Introductions and outlines are provided for each Bible book. Review questions have been added at appropriate points, to enable readers to sum up and better preserve in memory what they have learned. The illustrations, selected from paintings of Bible scenes by modern artists, aid in the interpretation of the passages which they portray.
It is hoped that these volumes will prove of much value to Sunday-school teachers and adult scholars; will promote profitable Bible reading in connection with both family and private devotions; and will everywhere deepen a love for and an intelligent acquaintance with the one Book which can provide a fresh and helpful message for the needs of each new day.
Daily Reading of God’s Word
The Bible is full of God’s wisdom. It is the Word of God. We must read it not only with our head, but with our heart. An analysis of its contents is good and desirable; but when all this is done, we need to allow time for the inner wisdom, power and grace which are stored in the Book, to soak into our inner consciousness. Therefore, for some reasons, it is better to have a shorter portion for daily study, to give us time to get all the juice and marrow out of what we read.
This is the method followed in this system. Busy people, students, commercial men, Sunday-school workers and older scholars, soldiers and sailors, people on the hills and on the prairies, living on the edge of the great tides of human activity, will find these passages, selected for daily reading, ample to furnish a daily meal of truth, and yet deep and wide enough for profound inquiry and interest.
It has always seemed to me that the true way to know the Bible is to read it through. It is only so that we can follow the unveiling of the divine purpose, from the Dawn of Genesis to the Perfect Day of the divine writings of John. It is only so that we can obtain a connected view of the wide scope of Revelation. To read in different, unconnected passages, now of Poetry, now of History, now of Doctrine, prevents the mind from getting proper focus. We are apt by that method to concentrate on a few familiar passages, instead of listening to all that God has spoken to men’s hearts. There is, probably, nothing more vital to an accurate knowledge of the Bible than the good old practice of reading it thoughtfully and steadily through with such brief notes as this volume provides.
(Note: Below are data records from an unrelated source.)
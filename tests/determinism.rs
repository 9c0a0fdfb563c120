//! Reproducibility of deterministic seeding.
//!
//! Kept as the only test in this binary: the generator is process-wide,
//! and concurrent tests would interleave their draws between the reseed
//! and the assertions.

use duet::{
    crypto_tools::{bigint::BigInt, paillier::Paillier, provider::CryptoProvider, rng},
    sdk::config::PaillierConfig,
};

#[test]
fn deterministic_seed_reproduces_the_stream_and_ciphertexts() {
    rng::reseed_deterministic(0x17, b"duet test seed").unwrap();
    let first = rng::uniform_bits(128);
    rng::reseed_deterministic(0x17, b"duet test seed").unwrap();
    assert_eq!(rng::uniform_bits(128), first);

    // a different tag diverges
    rng::reseed_deterministic(0x18, b"duet test seed").unwrap();
    assert_ne!(rng::uniform_bits(128), first);

    // homomorphic results are bit-exact across runs only under a fixed seed
    let config = PaillierConfig {
        key_bits: 512,
        miller_rabin_rounds: 10,
        randomizer_cache_capacity: 4,
    };
    let (public_key, private_key) = Paillier::generate_keys(&config).unwrap();

    rng::reseed_deterministic(0x01, b"integration seed").unwrap();
    let instance =
        Paillier::from_keypair(public_key.clone(), private_key.clone(), &config).unwrap();
    let c1 = instance.encrypt(&BigInt::from(1234)).unwrap();

    rng::reseed_deterministic(0x01, b"integration seed").unwrap();
    let instance = Paillier::from_keypair(public_key, private_key, &config).unwrap();
    let c2 = instance.encrypt(&BigInt::from(1234)).unwrap();

    assert_eq!(c1, c2);
}
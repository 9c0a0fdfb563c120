//! Structured configuration for the cryptosystems and the interactive
//! protocols. Every knob has a conservative default; [Config::validate]
//! rejects combinations that violate the documented parameter constraints.

use serde::{Deserialize, Serialize};
use tracing::error;

use crate::{
    constants::*,
    sdk::api::{DuetError, DuetResult},
};

#[derive(Debug, Clone, Serialize, Deserialize)]
pub struct PaillierConfig {
    /// bit length of the modulus n
    pub key_bits: usize,
    pub miller_rabin_rounds: usize,
    pub randomizer_cache_capacity: usize,
}

impl Default for PaillierConfig {
    fn default() -> Self {
        Self {
            key_bits: DEFAULT_KEY_BITS,
            miller_rabin_rounds: DEFAULT_MILLER_RABIN_ROUNDS,
            randomizer_cache_capacity: DEFAULT_RANDOMIZER_CACHE_CAPACITY,
        }
    }
}

impl PaillierConfig {
    pub fn validate(&self) -> DuetResult<()> {
        if self.key_bits < 16 || self.key_bits % 2 != 0 {
            error!("paillier key_bits {} too small or odd", self.key_bits);
            return Err(DuetError::InvalidParameter(
                "paillier key length must be even and at least 16 bits".to_string(),
            ));
        }
        validate_common(self.miller_rabin_rounds, self.randomizer_cache_capacity)
    }
}

#[derive(Debug, Clone, Serialize, Deserialize)]
pub struct DgkConfig {
    /// bit length of the modulus n
    pub key_bits: usize,
    /// bit length of the secret primes vp, vq
    pub t: usize,
    /// bit length of the protocol operands; the plaintext space holds l + 2 bits
    pub l: usize,
    /// populate the table required for full decryption (the zero test never needs it)
    pub precompute_decryption_map: bool,
    pub miller_rabin_rounds: usize,
    pub randomizer_cache_capacity: usize,
}

impl Default for DgkConfig {
    fn default() -> Self {
        Self {
            key_bits: DEFAULT_KEY_BITS,
            t: DEFAULT_DGK_T,
            l: DEFAULT_DGK_L,
            precompute_decryption_map: false,
            miller_rabin_rounds: DEFAULT_MILLER_RABIN_ROUNDS,
            randomizer_cache_capacity: DEFAULT_RANDOMIZER_CACHE_CAPACITY,
        }
    }
}

impl DgkConfig {
    pub fn validate(&self) -> DuetResult<()> {
        if self.l < 8 || self.l > 32 {
            error!("dgk l parameter {} outside [8, 32]", self.l);
            return Err(DuetError::InvalidParameter(
                "the l parameter must obey 8 <= l <= 32".to_string(),
            ));
        }
        if self.t <= self.l {
            return Err(DuetError::InvalidParameter(
                "parameter t must be greater than l".to_string(),
            ));
        }
        if self.key_bits <= self.t {
            return Err(DuetError::InvalidParameter(
                "the key length must be greater than t".to_string(),
            ));
        }
        if self.key_bits % 2 != 0 {
            return Err(DuetError::InvalidParameter(
                "the key length must be even".to_string(),
            ));
        }
        if self.key_bits / 2 < self.l + self.t + 10 {
            return Err(DuetError::InvalidParameter(
                "choose key length, l, t such that keyLength / 2 >= l + t + 10".to_string(),
            ));
        }
        validate_common(self.miller_rabin_rounds, self.randomizer_cache_capacity)
    }
}

#[derive(Debug, Clone, Serialize, Deserialize)]
pub struct OkamotoUchiyamaConfig {
    /// bit length of the modulus n = p^2 q
    pub key_bits: usize,
    /// bit length of the prime t dividing p - 1
    pub t_bits: usize,
    /// public message-space bound (in bits) used by instances without the
    /// secret key; must stay below the bit length of p
    pub message_space_bits: usize,
    pub miller_rabin_rounds: usize,
    pub randomizer_cache_capacity: usize,
}

impl Default for OkamotoUchiyamaConfig {
    fn default() -> Self {
        Self {
            key_bits: DEFAULT_KEY_BITS,
            t_bits: DEFAULT_OU_T_BITS,
            message_space_bits: DEFAULT_OU_MESSAGE_SPACE_BITS,
            miller_rabin_rounds: DEFAULT_MILLER_RABIN_ROUNDS,
            randomizer_cache_capacity: DEFAULT_RANDOMIZER_CACHE_CAPACITY,
        }
    }
}

impl OkamotoUchiyamaConfig {
    pub fn validate(&self) -> DuetResult<()> {
        if self.t_bits + 2 > self.key_bits / 3 {
            error!(
                "ou t_bits {} leaves no room below keyLength / 3 = {}",
                self.t_bits,
                self.key_bits / 3
            );
            return Err(DuetError::InvalidParameter(
                "the key length must be larger than 3 t".to_string(),
            ));
        }
        if self.message_space_bits >= self.key_bits / 3 {
            return Err(DuetError::InvalidParameter(
                "the public message space must be smaller than p".to_string(),
            ));
        }
        validate_common(self.miller_rabin_rounds, self.randomizer_cache_capacity)
    }
}

#[derive(Debug, Clone, Serialize, Deserialize)]
pub struct ElGamalConfig {
    /// bit length of the prime modulus p
    pub key_bits: usize,
    /// bit length of the large prime factor q of p - 1
    pub large_prime_bits: usize,
    /// the signed message space is the pair of windows (-2^t, 2^t) around 0 and q
    pub message_space_threshold_bits: usize,
    /// populate the table required for full decryption (the zero test never needs it)
    pub precompute_decryption_map: bool,
    pub miller_rabin_rounds: usize,
    pub randomizer_cache_capacity: usize,
}

impl Default for ElGamalConfig {
    fn default() -> Self {
        Self {
            key_bits: DEFAULT_KEY_BITS,
            large_prime_bits: DEFAULT_ELGAMAL_LARGE_PRIME_BITS,
            message_space_threshold_bits: DEFAULT_ELGAMAL_THRESHOLD_BITS,
            precompute_decryption_map: false,
            miller_rabin_rounds: DEFAULT_MILLER_RABIN_ROUNDS,
            randomizer_cache_capacity: DEFAULT_RANDOMIZER_CACHE_CAPACITY,
        }
    }
}

impl ElGamalConfig {
    pub fn validate(&self) -> DuetResult<()> {
        if self.large_prime_bits >= self.key_bits {
            error!(
                "elgamal large_prime_bits {} >= key_bits {}",
                self.large_prime_bits, self.key_bits
            );
            return Err(DuetError::InvalidParameter(
                "choose a prime factor size smaller than the key length".to_string(),
            ));
        }
        if self.message_space_threshold_bits + 1 >= self.large_prime_bits {
            return Err(DuetError::InvalidParameter(
                "the two message-space windows must fit inside [0, q)".to_string(),
            ));
        }
        validate_common(self.miller_rabin_rounds, self.randomizer_cache_capacity)
    }
}

/// Parameters shared by the interactive protocols.
#[derive(Debug, Clone, Serialize, Deserialize)]
pub struct ProtocolConfig {
    /// bit length of protocol operands
    pub l: usize,
    /// statistical security parameter bounding blinding leakage
    pub kappa: usize,
    pub blinding_cache_capacity: usize,
}

impl Default for ProtocolConfig {
    fn default() -> Self {
        Self {
            l: DEFAULT_DGK_L,
            kappa: DEFAULT_KAPPA,
            blinding_cache_capacity: DEFAULT_BLINDING_CACHE_CAPACITY,
        }
    }
}

impl ProtocolConfig {
    pub fn validate(&self) -> DuetResult<()> {
        if self.l == 0 {
            return Err(DuetError::InvalidParameter(
                "protocol operand length must be positive".to_string(),
            ));
        }
        if self.kappa < 2 {
            return Err(DuetError::InvalidParameter(
                "kappa must be at least 2".to_string(),
            ));
        }
        if self.blinding_cache_capacity == 0 {
            return Err(DuetError::InvalidParameter(
                "blinding cache capacity must be positive".to_string(),
            ));
        }
        Ok(())
    }

    /// The blinded values handled by the comparison protocols must fit below
    /// the positive/negative boundary of the Paillier message space.
    pub fn validate_against_modulus_bits(&self, modulus_bits: usize) -> DuetResult<()> {
        self.validate()?;
        if self.l + self.kappa + 4 > modulus_bits {
            error!(
                "operand length {} + kappa {} does not fit a {}-bit message space",
                self.l, self.kappa, modulus_bits
            );
            return Err(DuetError::InvalidParameter(
                "blinded operands do not fit the message space".to_string(),
            ));
        }
        Ok(())
    }
}

/// Everything in one record, for deployments that configure the whole stack
/// at once.
#[derive(Debug, Clone, Default, Serialize, Deserialize)]
pub struct Config {
    pub paillier: PaillierConfig,
    pub dgk: DgkConfig,
    pub okamoto_uchiyama: OkamotoUchiyamaConfig,
    pub elgamal: ElGamalConfig,
    pub protocol: ProtocolConfig,
}

impl Config {
    pub fn validate(&self) -> DuetResult<()> {
        self.paillier.validate()?;
        self.dgk.validate()?;
        self.okamoto_uchiyama.validate()?;
        self.elgamal.validate()?;
        self.protocol.validate()?;
        if self.protocol.l > self.dgk.l {
            return Err(DuetError::InvalidParameter(
                "protocol operand length exceeds the DGK plaintext space".to_string(),
            ));
        }
        Ok(())
    }
}

fn validate_common(miller_rabin_rounds: usize, cache_capacity: usize) -> DuetResult<()> {
    if miller_rabin_rounds == 0 {
        return Err(DuetError::InvalidParameter(
            "at least one Miller-Rabin round is required".to_string(),
        ));
    }
    if cache_capacity == 0 {
        return Err(DuetError::InvalidParameter(
            "randomizer cache capacity must be positive".to_string(),
        ));
    }
    Ok(())
}

#[cfg(test)]
mod tests {
    use super::*;

    #[test]
    fn defaults_validate() {
        Config::default().validate().unwrap();
    }

    #[test]
    fn dgk_constraints() {
        let mut config = DgkConfig::default();
        config.l = 7;
        assert!(matches!(
            config.validate(),
            Err(DuetError::InvalidParameter(_))
        ));

        let mut config = DgkConfig::default();
        config.t = config.l;
        assert!(config.validate().is_err());

        let mut config = DgkConfig::default();
        config.key_bits = 2 * (config.l + config.t + 9);
        assert!(config.validate().is_err());

        let mut config = DgkConfig {
            key_bits: 256,
            t: 10,
            l: 8,
            ..DgkConfig::default()
        };
        config.validate().unwrap();
        config.key_bits = 255;
        assert!(config.validate().is_err());
    }

    #[test]
    fn protocol_constraints() {
        let config = ProtocolConfig {
            l: 16,
            kappa: 40,
            blinding_cache_capacity: 8,
        };
        config.validate_against_modulus_bits(1024).unwrap();
        assert!(config.validate_against_modulus_bits(32).is_err());
    }
}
But let it always be remembered that the profoundest knowledge of the Word comes from the illuminating grace of the Holy Spirit. Ask Him to unlock and unfold its sacred mysteries. Ask Him to reveal the glories of our Lord in every chapter. Ask Him to enable you to “read, mark, learn and inwardly digest.” Ask Him, finally, to enable you to become not a forgetful hearer or reader, but a doer of the Word. See to it that your reading is combined with the faith that claims of God the fulfillment, in your own experience, of all He has promised. No prayer, therefore, is more salutary, as you open your Bible, morning by morning, than the familiar old words of the psalmist: “Open thou mine eyes, that I may behold wondrous things out of thy law.”
—F.B. MeyerAbout F.B. Meyer
Frederick Brotherton Meyer (1847–1929). Baptist pastor, Bible conference speaker and writer. Born in London, Meyer was convinced from his childhood that he would be a preacher.
While at Priory Street Church in 1873, Meyer befriended Dwight L. Moody and Ira D. Sankey, who had arrived in England to minister but had found that the two men who had invited them had died. Invited to York, Moody found Meyer very helpful in getting his campaign started. This friendship resulted in Moody inviting Meyer to America in 1891, the first of twelve trips. He spoke at the East Northfield Summer Conference for two weeks and proved to be so popular that he was asked to give post-conference addresses. In one meeting at Northfield, J. Wilbur Chapman was touched by Meyer’s preaching and testified later to a life-changing commitment made there.
Prior to his coming to the U.S., his written works had received much attention. His biographies of Bible characters gained great popularity, as did his expositional and devotional works.